What the task requires: Repeat, exactly and completely, the entries shown underneath.

---------- Given entries

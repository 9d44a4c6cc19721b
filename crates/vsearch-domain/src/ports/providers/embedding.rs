use async_trait::async_trait;

use crate::error::Result;
use crate::value_objects::Embedding;

/// Joint Text/Image Embedding Interface
///
/// Defines the contract for services that map both text and images into a
/// shared vector space. The production implementation calls a CLIP-style
/// model server over HTTP; the null implementation is deterministic and
/// offline.
///
/// # Example
///
/// ```ignore
/// use vsearch_domain::ports::providers::EmbeddingProvider;
///
/// let query = provider.embed_text("red running shoes").await?;
/// assert_eq!(query.dimensions, provider.dimensions());
///
/// let image = provider.embed_image("data:image/png;base64,iVBORw0...").await?;
/// ```
#[async_trait]
pub trait EmbeddingProvider: Send + Sync {
    /// Embed a text query
    ///
    /// Fails with an `Embedding` error on transport failure, timeout or a
    /// non-success upstream response.
    async fn embed_text(&self, text: &str) -> Result<Embedding>;

    /// Embed an image given as base64 (a data URI prefix is accepted)
    ///
    /// Same failure contract as [`EmbeddingProvider::embed_text`].
    async fn embed_image(&self, image_base64: &str) -> Result<Embedding>;

    /// Length of the vectors this provider produces
    fn dimensions(&self) -> usize;

    /// Get the name/identifier of this provider implementation
    ///
    /// # Returns
    /// A string identifier for the provider (e.g., "clip", "null")
    fn provider_name(&self) -> &str;

    /// Probe the upstream model
    ///
    /// Never errors: any failure, or a model that is not loaded, is `false`.
    async fn check_health(&self) -> bool;
}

--------------------

Written solution:
repository 9d44a4c6cc19721b
filename crates/vsearch-domain/src/ports/providers/embedding.rs
use async_trait::async_trait;

use crate::error::Result;
use crate::value_objects::Embedding;

/// Joint Text/Image Embedding Interface
///
/// Defines the contract for services that map both text and images into a
/// shared vector space. The production implementation calls a CLIP-style
/// model server over HTTP; the null implementation is deterministic and
/// offline.
///
/// # Example
///
/// ```ignore
/// use vsearch_domain::ports::providers::EmbeddingProvider;
///
/// let query = provider.embed_text("red running shoes").await?;
/// assert_eq!(query.dimensions, provider.dimensions());
///
/// let image = provider.embed_image("data:image/png;base64,iVBORw0...").await?;
/// ```
#[async_trait]
pub trait EmbeddingProvider: Send + Sync {
    /// Embed a text query
    ///
    /// Fails with an `Embedding` error on transport failure, timeout or a
    /// non-success upstream response.
    async fn embed_text(&self, text: &str) -> Result<Embedding>;

    /// Embed an image given as base64 (a data URI prefix is accepted)
    ///
    /// Same failure contract as [`EmbeddingProvider::embed_text`].
    async fn embed_image(&self, image_base64: &str) -> Result<Embedding>;

    /// Length of the vectors this provider produces
    fn dimensions(&self) -> usize;

    /// Get the name/identifier of this provider implementation
    ///
    /// # Returns
    /// A string identifier for the provider (e.g., "clip", "null")
    fn provider_name(&self) -> &str;

    /// Probe the upstream model
    ///
    /// Never errors: any failure, or a model that is not loaded, is `false`.
    async fn check_health(&self) -> bool;
}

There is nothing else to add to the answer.